Greatest hits album by Bon Jovi
- Released: October 11, 1994
- Recorded: 1982–94
- Studios: Little Mountain (Vancouver); Emerald (Nashville); A&M (Hollywood); The Warehouse (Philadelphia); Power Station (New York City);
- Genres: Pop metal; hard rock;
- Length: 76:42
- Labels: Mercury; PolyGram;
- Producers: Tony Bongiovi; Jon Bon Jovi; Richie Sambora; Bruce Fairbairn; Bob Rock; Peter Collins; Danny Kortchmar; Lance Quinn;

Bon Jovi chronology
| Keep the Faith (1992) | Cross Road (1994) | These Days (1995) |

Singles from Cross Road
- "Always" Released: September 12, 1994; "Someday I'll Be Saturday Night" Released: February 5, 1995;

= Cross Road (album) =

Cross Road is the first official greatest hits album by American rock band Bon Jovi, released on October 11, 1994, by Mercury Records. The album contains hits from all previously released albums from their debut, Bon Jovi (1984) to Keep the Faith (1992). The album includes two new tracks: the hit singles "Always" and "Someday I'll Be Saturday Night", as well as "Prayer '94", a new version of "Livin' on a Prayer" only on the North American versions. "Runaway" was never recorded with the current band, though at that time there were plans to put a "Runaway '94" on the album but it was never recorded. The diner located on the cover of the album is the Roadside Diner in Wall Township, New Jersey, near the crossroads of Route 33 and Route 34.

The album's first single "Always" went top five in many countries. It spent six months in the top 10 of the Billboard Hot 100 and became Bon Jovi's biggest selling single in the United States. Its international success helped the album to peak at number one in 13 countries and made it Polygram Records' best-selling album of 1994. It is Bon Jovi's best selling album in many countries.
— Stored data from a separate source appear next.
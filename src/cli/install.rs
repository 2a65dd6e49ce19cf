//! The `install` command: the full pipeline for one or more packages.

use anyhow::{Result, anyhow};
use clap::Args;
use colored::Colorize;
use futures::stream::{self, StreamExt};
use std::path::PathBuf;
use std::sync::Arc;

use crate::cache::Cache;
use crate::cli::CliContext;
use crate::formula::Formula;
use crate::git::ensure_git_available;
use crate::installer::TargetLayout;
use crate::pipeline::{self, InstallReport, VerificationResult};

/// Arguments for `formulary install`.
#[derive(Args)]
pub struct InstallCommand {
    /// Packages to install.
    #[arg(required = true)]
    names: Vec<String>,

    /// Install prefix; binaries land in `<prefix>/bin`.
    #[arg(long, env = "FORMULARY_PREFIX")]
    prefix: Option<PathBuf>,

    /// Maximum number of packages processed concurrently.
    #[arg(long, default_value_t = default_parallelism())]
    max_parallel: usize,
}

fn default_parallelism() -> usize {
    std::thread::available_parallelism().map_or(4, |n| n.get().max(4))
}

impl InstallCommand {
    /// Runs the pipeline for every requested package, up to
    /// `--max-parallel` at a time, each in its own workspace.
    pub async fn execute(self, context: &CliContext) -> Result<()> {
        ensure_git_available()?;

        let layout = Arc::new(TargetLayout::new(
            self.prefix.clone().unwrap_or_else(|| context.prefix.clone()),
        ));
        let cache = Arc::new(Cache::new(context.cache_dir.clone()));

        // Load and validate every formula before starting any pipeline,
        // so a typo halts the whole request up front.
        let mut formulas = Vec::new();
        for name in &self.names {
            formulas.push(Formula::load(name, &context.formulae_dir)?);
        }

        let parallel = self.max_parallel.max(1);
        let results: Vec<(String, Result<InstallReport>)> = stream::iter(formulas)
            .map(|formula| {
                let cache = Arc::clone(&cache);
                let layout = Arc::clone(&layout);
                async move {
                    let name = formula.name.clone();
                    let result = pipeline::install_formula(&formula, &cache, &layout).await;
                    (name, result.map(|report| (formula, report)))
                }
            })
            .buffer_unordered(parallel)
            .map(|(name, result)| match result {
                Ok((formula, report)) => {
                    print_report(&formula, &report);
                    (name, Ok(report))
                }
                Err(e) => (name, Err(e)),
            })
            .collect()
            .await;

        let mut failures = 0usize;
        for (name, result) in &results {
            match result {
                Ok(report) if report.is_success() => {}
                Ok(_) => failures += 1,
                Err(e) => {
                    failures += 1;
                    eprintln!("{} {name}: {e:#}", "✗".red());
                }
            }
        }

        if failures > 0 {
            return Err(anyhow!(
                "{failures} of {} package(s) failed",
                results.len()
            ));
        }
        Ok(())
    }
}

/// Prints the human-readable outcome for one package: install summary,
/// caveats, then verification.
fn print_report(formula: &Formula, report: &InstallReport) {
    let pin = if report.artifact.pinned { "pinned" } else { "head" };
    println!(
        "{} {} {} ({} {})",
        "Installed".green().bold(),
        report.name.bold(),
        report.version,
        report.artifact.short_revision(),
        pin
    );
    for path in &report.installed {
        println!("  {}", path.display());
    }

    if let Some(caveats) = &formula.caveats {
        println!("\n{}", "Caveats:".yellow().bold());
        for line in caveats.trim_end().lines() {
            println!("  {line}");
        }
    }

    match &report.verification {
        VerificationResult::Passed => {
            println!("{} {} verified", "✓".green(), report.name);
        }
        VerificationResult::Skipped => {
            println!("{} {} has no test; verification skipped", "-".dimmed(), report.name);
        }
        VerificationResult::Failed { expected, actual } => {
            eprintln!(
                "{} {} installed but failed verification\n  expected: {expected}\n  actual:   {actual}",
                "✗".red(),
                report.name
            );
        }
    }
}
It has sold over 21.5 million copies worldwide, making it one of the best-selling albums of all time.

In 2005, Cross Road was re-issued as a 3-disc box set under the name "Deluxe Sound & Vision", which included the original remastered album, a bonus CD containing B-sides, rarities and fan favorites, and the Live from London DVD. The original remastered album was released in 1998. A video, also entitled Cross Road, was simultaneously released, containing 16 of the band's music videos.

Professional ratings
Review scores
| Source | Rating |
| AllMusic | Star Half star |
| Music Week | Star |
| NME | 7/10 |
| Q | Star |
| The Rolling Stone Album Guide | Star |

== Release and reception ==
In the United States, the album debuted and peaked at number 8 on the Billboard 200 the week of November 5, 1994 The album was certified 7× platinum by the Recording Industry Association of America (RIAA) in 2024, ten years after release, and has sold over seven million copies in the United States.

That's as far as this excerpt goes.